The content of the blacklist is meant to be a closely guarded secret, but ACMA did not act while the web address of the anti-abortion page made its way into the public domain.
ACMA, however, insists the system is not broken, as such incidents are isolated.
‘ACMA has taken similar action on about 7000 web pages since January 1, 2000, and as far as we are aware complainants generally don’t publish the details.
‘The fact that a very small number may do so does not undermine the rationale for keeping the list confidential – including several hundred URLs relating to child sexual abuse material,’ the spokesman said.
Opposition communications spokesman Nick Minchin said the loophole was a ‘major flaw’ and said he would seek an explanation from ACMA on how the address of the banned web page was allowed to be made public.
‘One of our concerns about the proposed mandatory ISP filtering scheme is that it would involve the distribution of the ACMA blacklist to some 700-plus ISPs, and the security of the list is paramount,’ Senator Minchin said.
‘ACMA has a good track record, but this highlights that through the exigency of law and procedure, inadvertently, some of the contents on the list can be made public.
‘We will pursue this matter with ACMA. There’s obviously a major flaw in the current arrangement,’ Senator Minchin said.
The blacklist is regularly updated to remove inactive web pages and add new ones. Once a complaint is received, ACMA will access the case in line with the National Classification Code and the Classification Board Guidelines for Classification of Films and Computer Games.
As of January 31, the blacklist contained 1090 web pages, according to ACMA.

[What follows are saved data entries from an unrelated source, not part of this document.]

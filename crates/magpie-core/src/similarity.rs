//! Pairwise similarity between entity candidates.
//!
//! Combines three signals into one score in [0, 1]:
//! - Jaro-Winkler similarity of normalized primary names
//! - cosine similarity of embeddings, when both sides have one
//! - type compatibility (0 when the type sets are disjoint, else 1)
//!
//! Weights are renormalized over the signals that are actually available,
//! so an entity without an embedding is scored on name and type alone.

use serde::{Deserialize, Serialize};

use crate::error::{ErrorCode, MagpieError, MagpieResult};
use crate::types::{normalize_name, Entity};

/// Weights and gates for the similarity engine.
#[derive(Debug, Clone, Serialize, Deserialize)]
#[serde(default)]
pub struct SimilarityConfig {
    /// Weight of the name signal. Default: 0.5
    pub string_weight: f32,
    /// Weight of the embedding signal. Default: 0.35
    pub embedding_weight: f32,
    /// Weight of the type-compatibility signal. Default: 0.15
    pub type_weight: f32,
    /// Score disjoint-type pairs 0 regardless of other signals. Default: false
    pub require_type_compatibility: bool,
}

impl Default for SimilarityConfig {
    fn default() -> Self {
        Self {
            string_weight: 0.5,
            embedding_weight: 0.35,
            type_weight: 0.15,
            require_type_compatibility: false,
        }
    }
}

impl SimilarityConfig {
    /// Validate that weights are finite, non-negative and not all zero.
    pub fn validate(&self) -> Result<(), &'static str> {
        let weights = [self.string_weight, self.embedding_weight, self.type_weight];
        if weights.iter().any(|w| !w.is_finite()) {
            return Err("similarity weights must be finite");
        }
        if self.string_weight < 0.0 || self.embedding_weight < 0.0 || self.type_weight < 0.0 {
            return Err("similarity weights must be non-negative");
        }
        if self.string_weight + self.embedding_weight <= 0.0 {
            return Err("at least one of string_weight or embedding_weight must be positive");
        }
        Ok(())
    }
}

/// Per-signal scores behind a similarity result.
#[derive(Debug, Clone, Copy, PartialEq, Default, Serialize, Deserialize)]
pub struct SimilarityBreakdown {
    /// Name similarity, if both sides have a name.
    pub string: Option<f32>,
    /// Embedding similarity, if both sides have a usable embedding.
    pub embedding: Option<f32>,
    /// Type compatibility indicator.
    pub type_compatibility: f32,
    /// Combined score.
    pub score: f32,
}

/// Scores pairs of entities. Side-effect free.
#[derive(Debug, Clone, Default)]
pub struct SimilarityEngine {
    config: SimilarityConfig,
}

impl SimilarityEngine {
    /// Create a new engine.
    pub fn new(config: SimilarityConfig) -> Self {
        Self { config }
    }

    /// Get the config.
    pub fn config(&self) -> &SimilarityConfig {
        &self.config
    }

    /// Score a pair, reporting malformed input as an error.
    pub fn score(&self, a: &Entity, b: &Entity) -> MagpieResult<f32> {
        self.breakdown(a, b).map(|b| b.score)
    }

    /// Score a pair, treating any computation failure as 0.
    pub fn score_or_zero(&self, a: &Entity, b: &Entity) -> f32 {
        match self.score(a, b) {
            Ok(score) => score,
            Err(err) => {
                tracing::warn!(left = %a.id, right = %b.id, error = %err, "similarity failed, scoring 0");
                0.0
            }
        }
    }

    /// Score a pair and return each contributing signal.
    pub fn breakdown(&self, a: &Entity, b: &Entity) -> MagpieResult<SimilarityBreakdown> {
        let string = match (a.normalized_name(), b.normalized_name()) {
            (Some(na), Some(nb)) => Some(strsim::jaro_winkler(&na, &nb) as f32),
            _ => None,
        };

        let embedding = match (&a.embedding, &b.embedding) {
            (Some(ea), Some(eb)) => {
                if ea.vector.len() != eb.vector.len() {
                    return Err(MagpieError::similarity(
                        &a.id,
                        &b.id,
                        ErrorCode::SimDimensionMismatch,
                        format!(
                            "embedding dimensions differ ({} vs {})",
                            ea.vector.len(),
                            eb.vector.len()
                        ),
                    ));
                }
                if ea.vector.iter().chain(eb.vector.iter()).any(|v| !v.is_finite()) {
                    return Err(MagpieError::similarity(
                        &a.id,
                        &b.id,
                        ErrorCode::SimNonFinite,
                        "embedding contains non-finite values",
                    ));
                }
                cosine_similarity(&ea.vector, &eb.vector).map(|c| c.clamp(0.0, 1.0))
            }
            _ => None,
        };

        let type_compatibility = if types_compatible(a, b) { 1.0 } else { 0.0 };

        // Type agreement alone says nothing about identity.
        if string.is_none() && embedding.is_none() {
            return Ok(SimilarityBreakdown {
                string,
                embedding,
                type_compatibility,
                score: 0.0,
            });
        }
        if self.config.require_type_compatibility && type_compatibility == 0.0 {
            return Ok(SimilarityBreakdown {
                string,
                embedding,
                type_compatibility,
                score: 0.0,
            });
        }

        let mut weighted = self.config.type_weight * type_compatibility;
        let mut total_weight = self.config.type_weight;
        if let Some(s) = string {
            weighted += self.config.string_weight * s;
            total_weight += self.config.string_weight;
        }
        if let Some(e) = embedding {
            weighted += self.config.embedding_weight * e;
            total_weight += self.config.embedding_weight;
        }

        let score = if total_weight > 0.0 {
            (weighted / total_weight).clamp(0.0, 1.0)
        } else {
            0.0
        };

        Ok(SimilarityBreakdown {
            string,
            embedding,
            type_compatibility,
            score,
        })
    }
}

/// Types are compatible unless both sides are typed and share no type.
fn types_compatible(a: &Entity, b: &Entity) -> bool {
    if a.types.is_empty() || b.types.is_empty() {
        return true;
    }
    a.types
        .iter()
        .map(|t| normalize_name(t))
        .any(|ta| b.types.iter().any(|tb| normalize_name(tb) == ta))
}

/// Cosine similarity of two equal-length vectors.
///
/// Returns `None` if either vector has zero norm or the lengths differ.
pub fn cosine_similarity(a: &[f32], b: &[f32]) -> Option<f32> {
    if a.len() != b.len() || a.is_empty() {
        return None;
    }

    let dot: f32 = a.iter().zip(b.iter()).map(|(x, y)| x * y).sum();
    let norm_a: f32 = a.iter().map(|x| x * x).sum::<f32>().sqrt();
    let norm_b: f32 = b.iter().map(|x| x * x).sum::<f32>().sqrt();

    if norm_a == 0.0 || norm_b == 0.0 {
        return None;
    }
    Some(dot / (norm_a * norm_b))
}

The agency couldn’t provide a breakdown of the list, but the spokesman said the proportions were likely to be similar to those of November 30, which involved 1370 web pages. These include 864 URLs that had been or would be refused classified (RC), 674 links relating to depictions of a child younger than 18, and 441 pages classified X18+.

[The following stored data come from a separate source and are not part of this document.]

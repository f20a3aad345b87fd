//! Configuration for GraphRAG retrieval.

use std::time::Duration;

use serde::{Deserialize, Serialize};

/// Configuration for seeding, traversal, fusion and context assembly.
#[derive(Debug, Clone, Serialize, Deserialize)]
#[serde(default)]
pub struct RetrievalConfig {
    /// Entities taken from vector search. Default: 10
    pub top_k: usize,

    /// Maximum traversal depth from the seed set.
    /// Prevents unbounded traversal. Default: 2
    pub max_hops: usize,

    /// RRF k parameter. Must be positive. Default: 60
    pub rrf_k: f64,

    /// Wall-clock budget for one query in milliseconds. Default: 2000
    pub timeout_ms: u64,

    /// Maximum characters in the formatted context. Default: 4000
    pub context_budget_chars: usize,

    /// Minimum grounding confidence for relations in the context. Default: 0.8
    pub grounding_threshold: f32,

    /// Hop guard when resolving ids to canonical entities. Default: 16
    pub max_link_hops: usize,

    /// Cap on entities visited by one traversal. Default: 1000
    pub max_visited: usize,
}

impl Default for RetrievalConfig {
    fn default() -> Self {
        Self {
            top_k: 10,
            max_hops: 2,
            rrf_k: 60.0,
            timeout_ms: 2000,
            context_budget_chars: 4000,
            grounding_threshold: 0.8,
            max_link_hops: 16,
            max_visited: 1000,
        }
    }
}

impl RetrievalConfig {
    /// Query timeout as a duration.
    pub fn timeout(&self) -> Duration {
        Duration::from_millis(self.timeout_ms)
    }

    /// Validate configuration values are in valid ranges.
    pub fn validate(&self) -> Result<(), &'static str> {
        if self.top_k == 0 {
            return Err("top_k must be at least 1");
        }
        if !self.rrf_k.is_finite() || self.rrf_k <= 0.0 {
            return Err("rrf_k must be positive");
        }
        if self.timeout_ms == 0 {
            return Err("timeout_ms must be positive");
        }
        if !(0.0..=1.0).contains(&self.grounding_threshold) {
            return Err("grounding_threshold must be between 0.0 and 1.0");
        }
        if self.max_link_hops == 0 {
            return Err("max_link_hops must be at least 1");
        }
        if self.max_visited == 0 {
            return Err("max_visited must be at least 1");
        }
        Ok(())
    }
}

#[cfg(test)]
mod tests {
    use super::*;

    #[test]
    fn test_default_config_valid() {
        let config = RetrievalConfig::default();
        assert!(config.validate().is_ok());
        assert_eq!(config.timeout(), Duration::from_secs(2));
    }

    #[test]
    fn test_invalid_rrf_k() {
        let config = RetrievalConfig {
            rrf_k: 0.0,
            ..Default::default()
        };
        assert!(config.validate().is_err());
    }
}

As recent as last week, a spokesman for Communications Minister Stephen Conroy said the blacklist contained mainly URLs with child sexual abuse images.
Unlike the ACMA blacklist, the classification database is public.
People can search the classification database online to find the classification of a film, computer game or publication.
If a name or title is not known, users can search according to dates, and the system provides all the titles classified – including adult and RC material – for that time. The results include the date of classification, author, publisher and country of origin.
ACMA says the content of the blacklist can’t be as transparent as the classification database, as it would provide almost immediate access to the banned items.
‘The rationale for this measure is that in the offline environment, if a book or film is refused classification or assigned a restricted classification, its distribution is effectively banned or restricted,’ the ACMA spokesman said.
‘Publication of the title of the book or film has little effect on its availability. Publishing the title or internet address of online material, on the other hand, could allow a person to locate, view and download the material, which would be contrary to the regulatory objectives of the Broadcasting Services Act.’
Senator Conroy said ACMA staffers were qualified to decide what went on the blacklist.
He has long argued that internet filtering was one of many ways to protect children online, and the ACMA list was selected for use in live filtering trials.
Asked if the ACMA blacklist would still be used if the Government’s current internet filtering plan became law, a spokesman for Senator Conroy merely said: ‘We’re using the blacklist for the purposes of ISP trials.’
The censorship regime has made the federal Opposition, Greens, civil libertarians and internet users increasingly suspicious of the Government’s motives. They said the Government could use them to block any website it saw fit, as there was no judicial oversight.
Meanwhile, Senator Conroy announced yesterday the appointment of Edith Cowan University to help shape its cyber-safety policies.